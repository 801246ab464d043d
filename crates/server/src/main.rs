mod api;
mod bootstrap;
mod health;

use std::future::IntoFuture;
use std::path::PathBuf;
use std::time::Duration;

use anyhow::Result;
use catalog_core::config::{AppConfig, ConfigOverrides, LoadOptions};
use clap::Parser;
use tracing::{error, info, warn};

#[derive(Debug, Parser)]
#[command(
    name = "catalog-server",
    about = "In-memory product catalog HTTP service",
    after_help = "Examples:\n  catalog-server\n  catalog-server --port 9000\n  catalog-server --config config/catalog.toml"
)]
struct ServerArgs {
    #[arg(long, help = "Path to a TOML config file (required to exist when given)")]
    config: Option<PathBuf>,
    #[arg(long, help = "Address to bind the HTTP listener to")]
    bind_address: Option<String>,
    #[arg(long, help = "Port to listen on (overrides PORT and CATALOG_SERVER_PORT)")]
    port: Option<u16>,
    #[arg(long, help = "Log level: trace|debug|info|warn|error")]
    log_level: Option<String>,
}

impl ServerArgs {
    fn into_load_options(self) -> LoadOptions {
        LoadOptions {
            require_file: self.config.is_some(),
            config_path: self.config,
            overrides: ConfigOverrides {
                bind_address: self.bind_address,
                port: self.port,
                log_level: self.log_level,
            },
        }
    }
}

fn init_logging(config: &AppConfig) {
    use catalog_core::config::LogFormat::*;
    use tracing::Level;

    let log_level = config.logging.level.parse::<Level>().unwrap_or(Level::INFO);

    match config.logging.format {
        Compact => {
            tracing_subscriber::fmt().with_target(false).with_max_level(log_level).compact().init();
        }
        Pretty => {
            tracing_subscriber::fmt().with_target(false).with_max_level(log_level).pretty().init();
        }
        Json => {
            tracing_subscriber::fmt().with_target(false).with_max_level(log_level).json().init();
        }
    }
}

#[tokio::main]
async fn main() -> Result<()> {
    run(ServerArgs::parse()).await
}

async fn run(args: ServerArgs) -> Result<()> {
    // Config comes first so logging honours the configured level and format.
    let config = AppConfig::load(args.into_load_options())?;
    init_logging(&config);

    let app = bootstrap::bootstrap_with_config(config);
    let listener = app.bind().await?;
    let grace_period = Duration::from_secs(app.config.server.graceful_shutdown_secs);
    let listen_address = listener.local_addr()?;

    info!(
        event_name = "system.server.started",
        listen_address = %listen_address,
        "catalog server listening"
    );

    let (shutdown_tx, shutdown_rx) = tokio::sync::oneshot::channel::<()>();
    let server = axum::serve(listener, app.router())
        .with_graceful_shutdown(async move {
            wait_for_shutdown().await;
            let _ = shutdown_tx.send(());
        })
        .into_future();
    tokio::pin!(server);

    let drain_deadline = async move {
        if shutdown_rx.await.is_ok() {
            tokio::time::sleep(grace_period).await;
        } else {
            std::future::pending::<()>().await;
        }
    };

    tokio::select! {
        served = &mut server => served?,
        () = drain_deadline => {
            warn!(
                event_name = "system.server.drain_timeout",
                grace_period_secs = grace_period.as_secs(),
                "in-flight requests did not finish before the grace period elapsed"
            );
        }
    }

    let products = app.store.len().await;
    info!(
        event_name = "system.server.stopping",
        products,
        "catalog server stopping"
    );

    Ok(())
}

async fn wait_for_shutdown() {
    if let Err(error) = tokio::signal::ctrl_c().await {
        error!(
            event_name = "system.server.signal_error",
            error = %error,
            "could not listen for shutdown signal"
        );
        std::future::pending::<()>().await;
    }
}
pub mod config;
pub mod domain;
pub mod errors;

pub use domain::product::{NewProduct, Product, ProductId};
pub use errors::{CatalogError, InterfaceError};
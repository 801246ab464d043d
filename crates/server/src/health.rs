use axum::{routing::get, Json, Router};
use serde::Serialize;

#[derive(Clone, Debug, PartialEq, Eq, Serialize)]
pub struct HealthResponse {
    pub status: &'static str,
}

pub fn router() -> Router {
    Router::new().route("/health", get(health))
}

pub async fn health() -> Json<HealthResponse> {
    Json(HealthResponse { status: "ok" })
}
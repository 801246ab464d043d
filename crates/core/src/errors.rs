use thiserror::Error;

use crate::domain::product::ProductId;

#[derive(Clone, Debug, Error, PartialEq, Eq)]
pub enum CatalogError {
    #[error("invalid product data: {reason}")]
    InvalidInput { reason: &'static str },
    #[error("product not found")]
    NotFound(ProductId),
}

impl CatalogError {
    pub fn invalid(reason: &'static str) -> Self {
        Self::InvalidInput { reason }
    }
}

#[derive(Clone, Debug, Error, PartialEq, Eq)]
pub enum InterfaceError {
    #[error("bad request: {message}")]
    BadRequest { message: String },
    #[error("not found: {message}")]
    NotFound { message: String },
}

impl InterfaceError {
    pub fn bad_request(message: impl Into<String>) -> Self {
        Self::BadRequest { message: message.into() }
    }

    pub fn invalid_product_id() -> Self {
        Self::bad_request("invalid product id")
    }

    pub fn invalid_request_body() -> Self {
        Self::bad_request("invalid request body")
    }

    /// Message rendered into the `{"error": ...}` response body.
    pub fn message(&self) -> &str {
        match self {
            Self::BadRequest { message } | Self::NotFound { message } => message,
        }
    }
}

impl From<CatalogError> for InterfaceError {
    fn from(value: CatalogError) -> Self {
        let message = value.to_string();
        match value {
            CatalogError::InvalidInput { .. } => Self::BadRequest { message },
            CatalogError::NotFound(_) => Self::NotFound { message },
        }
    }
}
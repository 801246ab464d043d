use std::collections::HashMap;

use tokio::sync::RwLock;
use tracing::debug;

use catalog_core::domain::product::{NewProduct, Product, ProductId};
use catalog_core::errors::CatalogError;

use super::CatalogStore;

/// Records and the id counter move together under one lock.
#[derive(Debug)]
struct Catalog {
    products: HashMap<ProductId, Product>,
    next_id: i64,
}

impl Default for Catalog {
    fn default() -> Self {
        Self { products: HashMap::new(), next_id: 1 }
    }
}

#[derive(Debug, Default)]
pub struct InMemoryCatalogStore {
    catalog: RwLock<Catalog>,
}

impl InMemoryCatalogStore {
    pub fn new() -> Self {
        Self::default()
    }
}

#[async_trait::async_trait]
impl CatalogStore for InMemoryCatalogStore {
    async fn add(&self, product: NewProduct) -> Result<ProductId, CatalogError> {
        let quantity = validate_new_product(&product)?;

        let id = {
            let mut catalog = self.catalog.write().await;
            let id = ProductId(catalog.next_id);
            catalog.products.insert(
                id,
                Product { id, name: product.name, price: product.price, quantity },
            );
            catalog.next_id += 1;
            id
        };

        debug!(event_name = "catalog.product.added", product_id = %id, "product added");
        Ok(id)
    }

    async fn get(&self, id: ProductId) -> Result<Product, CatalogError> {
        let catalog = self.catalog.read().await;
        catalog.products.get(&id).cloned().ok_or(CatalogError::NotFound(id))
    }

    async fn list(&self) -> Vec<Product> {
        let catalog = self.catalog.read().await;
        let mut products: Vec<Product> = catalog.products.values().cloned().collect();
        products.sort_by_key(|product| product.id);
        products
    }

    async fn update_quantity(&self, id: ProductId, quantity: i64) -> Result<(), CatalogError> {
        let quantity = validate_quantity(quantity)?;

        {
            let mut catalog = self.catalog.write().await;
            let product = catalog.products.get_mut(&id).ok_or(CatalogError::NotFound(id))?;
            product.quantity = quantity;
        }

        debug!(
            event_name = "catalog.product.quantity_updated",
            product_id = %id,
            quantity,
            "product quantity updated"
        );
        Ok(())
    }

    async fn delete(&self, id: ProductId) -> Result<(), CatalogError> {
        {
            let mut catalog = self.catalog.write().await;
            catalog.products.remove(&id).ok_or(CatalogError::NotFound(id))?;
        }

        debug!(event_name = "catalog.product.deleted", product_id = %id, "product deleted");
        Ok(())
    }

    async fn len(&self) -> usize {
        self.catalog.read().await.products.len()
    }
}

fn validate_new_product(product: &NewProduct) -> Result<u64, CatalogError> {
    if product.name.is_empty() {
        return Err(CatalogError::invalid("name must not be empty"));
    }
    if product.price.is_nan() || product.price < 0.0 {
        return Err(CatalogError::invalid("price must be a non-negative number"));
    }
    validate_quantity(product.quantity)
}

fn validate_quantity(quantity: i64) -> Result<u64, CatalogError> {
    u64::try_from(quantity).map_err(|_| CatalogError::invalid("quantity must not be negative"))
}

#[cfg(test)]
mod tests {
    use std::collections::HashSet;
    use std::sync::Arc;

    use catalog_core::domain::product::{NewProduct, Product, ProductId};
    use catalog_core::errors::CatalogError;

    use crate::repositories::{CatalogStore, InMemoryCatalogStore};

    fn apple() -> NewProduct {
        NewProduct::new("Apple", 1.50, 100)
    }

    #[tokio::test]
    async fn add_assigns_sequential_ids_from_one() {
        let store = InMemoryCatalogStore::new();

        let first = store.add(apple()).await.expect("add apple");
        let second = store.add(NewProduct::new("Banana", 2.00, 50)).await.expect("add banana");

        assert_eq!(first, ProductId(1));
        assert_eq!(second, ProductId(2));
    }

    #[tokio::test]
    async fn add_accepts_zero_price_and_zero_quantity() {
        let store = InMemoryCatalogStore::new();

        let id = store.add(NewProduct::new("Sample", 0.0, 0)).await.expect("add sample");
        let product = store.get(id).await.expect("get sample");

        assert_eq!(product.price, 0.0);
        assert_eq!(product.quantity, 0);
        assert!(!product.is_available());
    }

    #[tokio::test]
    async fn add_rejects_invalid_fields_without_consuming_an_id() {
        let store = InMemoryCatalogStore::new();
        let cases = [
            ("empty name", NewProduct::new("", 1.00, 10)),
            ("negative price", NewProduct::new("Test", -1.00, 10)),
            ("nan price", NewProduct::new("Test", f64::NAN, 10)),
            ("negative quantity", NewProduct::new("Test", 1.00, -1)),
        ];

        for (label, input) in cases {
            let result = store.add(input).await;
            assert!(
                matches!(result, Err(CatalogError::InvalidInput { .. })),
                "{label} should be rejected, got {result:?}"
            );
        }

        assert!(store.is_empty().await);
        assert_eq!(store.add(apple()).await.expect("add apple"), ProductId(1));
    }

    #[tokio::test]
    async fn quantities_beyond_32_bits_are_stored_as_given() {
        let store = InMemoryCatalogStore::new();

        let id = store.add(NewProduct::new("Bulk", 1.0, 5_000_000_000)).await.expect("add bulk");
        assert_eq!(store.get(id).await.expect("get bulk").quantity, 5_000_000_000);

        store.update_quantity(id, i64::MAX).await.expect("update to i64::MAX");
        assert_eq!(store.get(id).await.expect("get bulk").quantity, i64::MAX as u64);
    }

    #[tokio::test]
    async fn get_returns_the_stored_record() {
        let store = InMemoryCatalogStore::new();
        let id = store.add(apple()).await.expect("add apple");

        let product = store.get(id).await.expect("get apple");

        assert_eq!(
            product,
            Product { id: ProductId(1), name: "Apple".to_string(), price: 1.5, quantity: 100 }
        );
    }

    #[tokio::test]
    async fn missing_ids_are_not_found() {
        let store = InMemoryCatalogStore::new();
        let missing = ProductId(999);

        assert_eq!(store.get(missing).await, Err(CatalogError::NotFound(missing)));
        assert_eq!(store.update_quantity(missing, 10).await, Err(CatalogError::NotFound(missing)));
        assert_eq!(store.delete(missing).await, Err(CatalogError::NotFound(missing)));
    }

    #[tokio::test]
    async fn non_positive_ids_never_match_a_product() {
        let store = InMemoryCatalogStore::new();
        let first = store.add(apple()).await.expect("valid product");
        assert_eq!(first, ProductId(1));

        for id in [ProductId(0), ProductId(-1), ProductId(i64::MIN)] {
            assert_eq!(store.get(id).await, Err(CatalogError::NotFound(id)));
            assert_eq!(store.delete(id).await, Err(CatalogError::NotFound(id)));
        }
        assert_eq!(store.len().await, 1);
    }

    #[tokio::test]
    async fn list_tracks_added_and_deleted_products() {
        let store = InMemoryCatalogStore::new();
        assert!(store.list().await.is_empty());

        let apple_id = store.add(apple()).await.expect("add apple");
        store.add(NewProduct::new("Banana", 2.00, 50)).await.expect("add banana");
        assert_eq!(store.list().await.len(), 2);

        store.delete(apple_id).await.expect("delete apple");
        let remaining = store.list().await;

        assert_eq!(remaining.len(), 1);
        assert_eq!(remaining[0].name, "Banana");
        assert_eq!(store.len().await, 1);
    }

    #[tokio::test]
    async fn list_returns_copies_that_do_not_alias_the_catalog() {
        let store = InMemoryCatalogStore::new();
        let id = store.add(apple()).await.expect("add apple");

        let mut snapshot = store.list().await;
        snapshot[0].quantity = 0;
        snapshot[0].name.push_str(" (edited)");

        let stored = store.get(id).await.expect("get apple");
        assert_eq!(stored.quantity, 100);
        assert_eq!(stored.name, "Apple");
    }

    #[tokio::test]
    async fn update_quantity_overwrites_only_quantity() {
        let store = InMemoryCatalogStore::new();
        let id = store.add(apple()).await.expect("add apple");

        store.update_quantity(id, 200).await.expect("update quantity");
        let product = store.get(id).await.expect("get apple");

        assert_eq!(product.quantity, 200);
        assert_eq!(product.name, "Apple");
        assert_eq!(product.price, 1.5);
    }

    #[tokio::test]
    async fn negative_quantity_update_leaves_record_unchanged() {
        let store = InMemoryCatalogStore::new();
        let id = store.add(apple()).await.expect("add apple");

        let result = store.update_quantity(id, -5).await;

        assert!(matches!(result, Err(CatalogError::InvalidInput { .. })));
        assert_eq!(store.get(id).await.expect("get apple").quantity, 100);
    }

    #[tokio::test]
    async fn deleted_ids_are_never_reassigned() {
        let store = InMemoryCatalogStore::new();
        let id = store.add(apple()).await.expect("add apple");

        store.delete(id).await.expect("delete apple");
        assert_eq!(store.get(id).await, Err(CatalogError::NotFound(id)));
        assert_eq!(store.delete(id).await, Err(CatalogError::NotFound(id)));

        let next = store.add(apple()).await.expect("re-add apple");
        assert_eq!(next, ProductId(2));
    }

    #[tokio::test(flavor = "multi_thread", worker_threads = 4)]
    async fn concurrent_adds_receive_distinct_ids() {
        let store = Arc::new(InMemoryCatalogStore::new());
        let mut writers = Vec::new();
        let mut readers = Vec::new();

        for index in 0..50 {
            let writer_store = Arc::clone(&store);
            writers.push(tokio::spawn(async move {
                writer_store.add(NewProduct::new(format!("Concurrent-{index}"), 9.99, 10)).await
            }));
            let reader_store = Arc::clone(&store);
            readers.push(tokio::spawn(async move { reader_store.list().await.len() }));
        }

        let mut ids = HashSet::new();
        for writer in writers {
            let id = writer.await.expect("writer task").expect("add should succeed");
            assert!(ids.insert(id), "id {id} was assigned twice");
        }
        for reader in readers {
            assert!(reader.await.expect("reader task") <= 50);
        }

        assert_eq!(ids.len(), 50);
        assert_eq!(store.list().await.len(), 50);
        assert!(ids.iter().all(|id| (1..=50).contains(&id.0)));
    }
}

→ About this exercise
From the records above, print only the lines between the one holding "pub mod errors;" and the one holding "pub fn bad_request(message: impl", inclusive, exactly as they stand.

→ Problem solution
pub mod errors;

pub use domain::product::{NewProduct, Product, ProductId};
pub use errors::{CatalogError, InterfaceError};
repository 801246ab464d043d
filename crates/server/src/health.rs
use axum::{routing::get, Json, Router};
use serde::Serialize;

#[derive(Clone, Debug, PartialEq, Eq, Serialize)]
pub struct HealthResponse {
    pub status: &'static str,
}

pub fn router() -> Router {
    Router::new().route("/health", get(health))
}

pub async fn health() -> Json<HealthResponse> {
    Json(HealthResponse { status: "ok" })
}
repository 801246ab464d043d
filename crates/core/src/errors.rs
use thiserror::Error;

use crate::domain::product::ProductId;

#[derive(Clone, Debug, Error, PartialEq, Eq)]
pub enum CatalogError {
    #[error("invalid product data: {reason}")]
    InvalidInput { reason: &'static str },
    #[error("product not found")]
    NotFound(ProductId),
}

impl CatalogError {
    pub fn invalid(reason: &'static str) -> Self {
        Self::InvalidInput { reason }
    }
}

#[derive(Clone, Debug, Error, PartialEq, Eq)]
pub enum InterfaceError {
    #[error("bad request: {message}")]
    BadRequest { message: String },
    #[error("not found: {message}")]
    NotFound { message: String },
}

impl InterfaceError {
    pub fn bad_request(message: impl Into<String>) -> Self {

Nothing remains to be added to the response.